Figure 1. CSI-FID combines CSI and FID for label free detection on highly complex DNA libraries.

A. The left panel illustrates the CSI array technology. First a high density oligonucleotide array (up to two million sequence variants) is synthesized using maskless array synthesis. The oligos are hairpinned to form dsDNA, and a fluorescently tagged DNA-binding molecule is applied to the array. A readout of fluorescent intensities is then used to generate a sequence motif of the highest bound DNA sequences. The right panel shows the procedure for the FID assay. First a library of hairpinned DNA oligos are individually arrayed in 96 well plates, with one DNA hairpin sequence per well.
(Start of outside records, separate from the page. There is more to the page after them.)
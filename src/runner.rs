// src/runner.rs
use std::path::PathBuf;

use tracing::info;

use crate::config::options::ExportOptions;
use crate::core::Deunicode;
use crate::error::{ExportError, Result};
use crate::game::{self, Game};
use crate::progress::Progress;
use crate::{csv, file, html5, images};

/// Summary of what was produced.
#[derive(Debug, Default)]
pub struct RunSummary {
    pub games: usize,
    pub files_written: Vec<PathBuf>,
}

/// Reads and sorts the games from the configured export file.
pub fn load_games(opts: &ExportOptions) -> Result<Vec<Game>> {
    if !opts.input.is_file() {
        return Err(ExportError::InputNotFound(opts.input.clone()));
    }
    let delimiter = opts.delimiter_byte().ok_or(ExportError::BadDelimiter(opts.delimiter))?;

    let rows = csv::read_rows(&opts.input, delimiter)?;
    let total = rows.len();
    let images_dir = file::to_url_path(&opts.images_dir);
    let games = game::collect_games(rows, &images_dir, &Deunicode)?;
    info!(rows = total, games = games.len(), "export loaded");
    Ok(games)
}

/// Top-level runner: load once, then produce each requested output.
pub fn run(opts: &ExportOptions, progress: &mut dyn Progress) -> Result<RunSummary> {
    let games = load_games(opts)?;
    let mut summary = RunSummary { games: games.len(), files_written: Vec::new() };

    if opts.actions.image_list {
        let listed = images::write_image_list(&games, &opts.images_dir, &opts.image_list)?;
        if listed == 0 {
            progress.log("No new images to download");
        } else {
            progress.log(&format!(
                "Image list exported, it's suggested to download with `wget -nc -P {} -i \"{}\"`",
                file::to_url_path(&opts.images_dir),
                opts.image_list.display()
            ));
            summary.files_written.push(opts.image_list.clone());
        }
    }

    if opts.actions.html5 {
        summary.files_written.push(html5::export(&games, opts, progress)?);
    }

    progress.finish();
    Ok(summary)
}
// src/config/options.rs
use std::path::PathBuf;

use super::consts::*;

/// Which outputs a run produces.
#[derive(Clone, Debug, Default, PartialEq, Eq)]
pub struct Actions {
    pub image_list: bool,
    pub html5: bool,
}

impl Actions {
    pub fn any(&self) -> bool { self.image_list || self.html5 }
}

/// Fully resolved run configuration.
#[derive(Clone, Debug, PartialEq, Eq)]
pub struct ExportOptions {
    pub actions: Actions,
    pub delimiter: char,
    pub input: PathBuf,
    pub image_list: PathBuf,
    pub html: PathBuf,
    pub title: String,
    /// Inline CSS/JS instead of linking the template files.
    pub embed: bool,
    pub templates_dir: PathBuf,
    /// Directory cover images are downloaded into.
    pub images_dir: PathBuf,
    /// Render only these entry ids (and skip the per-game image CSS).
    pub debug_ids: Option<Vec<usize>>,
}

impl Default for ExportOptions {
    fn default() -> Self {
        Self {
            actions: Actions::default(),
            delimiter: DEFAULT_DELIMITER,
            input: PathBuf::from(DEFAULT_INPUT),
            image_list: PathBuf::from(DEFAULT_IMAGE_LIST),
            html: PathBuf::from(DEFAULT_OUTPUT),
            title: s!(DEFAULT_TITLE),
            embed: false,
            templates_dir: PathBuf::from(TEMPLATES_DIR),
            images_dir: PathBuf::from(IMAGES_DIR),
            debug_ids: None,
        }
    }
}

impl ExportOptions {
    /// The CSV reader wants a single byte.
    pub fn delimiter_byte(&self) -> Option<u8> {
        u8::try_from(u32::from(self.delimiter)).ok().filter(u8::is_ascii)
    }

    pub fn is_debug_id(&self, id: usize) -> bool {
        self.debug_ids.as_ref().is_none_or(|ids| ids.contains(&id))
    }
}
EtBr is then added to each well and the fluorescence is measured. Next an unlabeled DNA molecule of interest is applied to the plate and the diplacement of EtBr from the DNA is determined. The sequences with the highest EtBr displacement bind the molecule of interest with the highest affinity and these sites are used to generate a consensus motif for the molecule. B. Depiction of FID being adapted for use on CSI arrays to generate the CSI-FID assay. First EtBr is incubated with the CSI array, then an unlabeled molecule of interest is applied to the array. The ratios of the EtBr intensity for the displaced versus undisplaced values for each DNA feature provides a measurement of the affinity of the small molecule for each DNA sequence. This technology measures the sequence specific binding for unlabelled DNA-binding molecules on CSI microarrays bearing highly complex DNA libraries.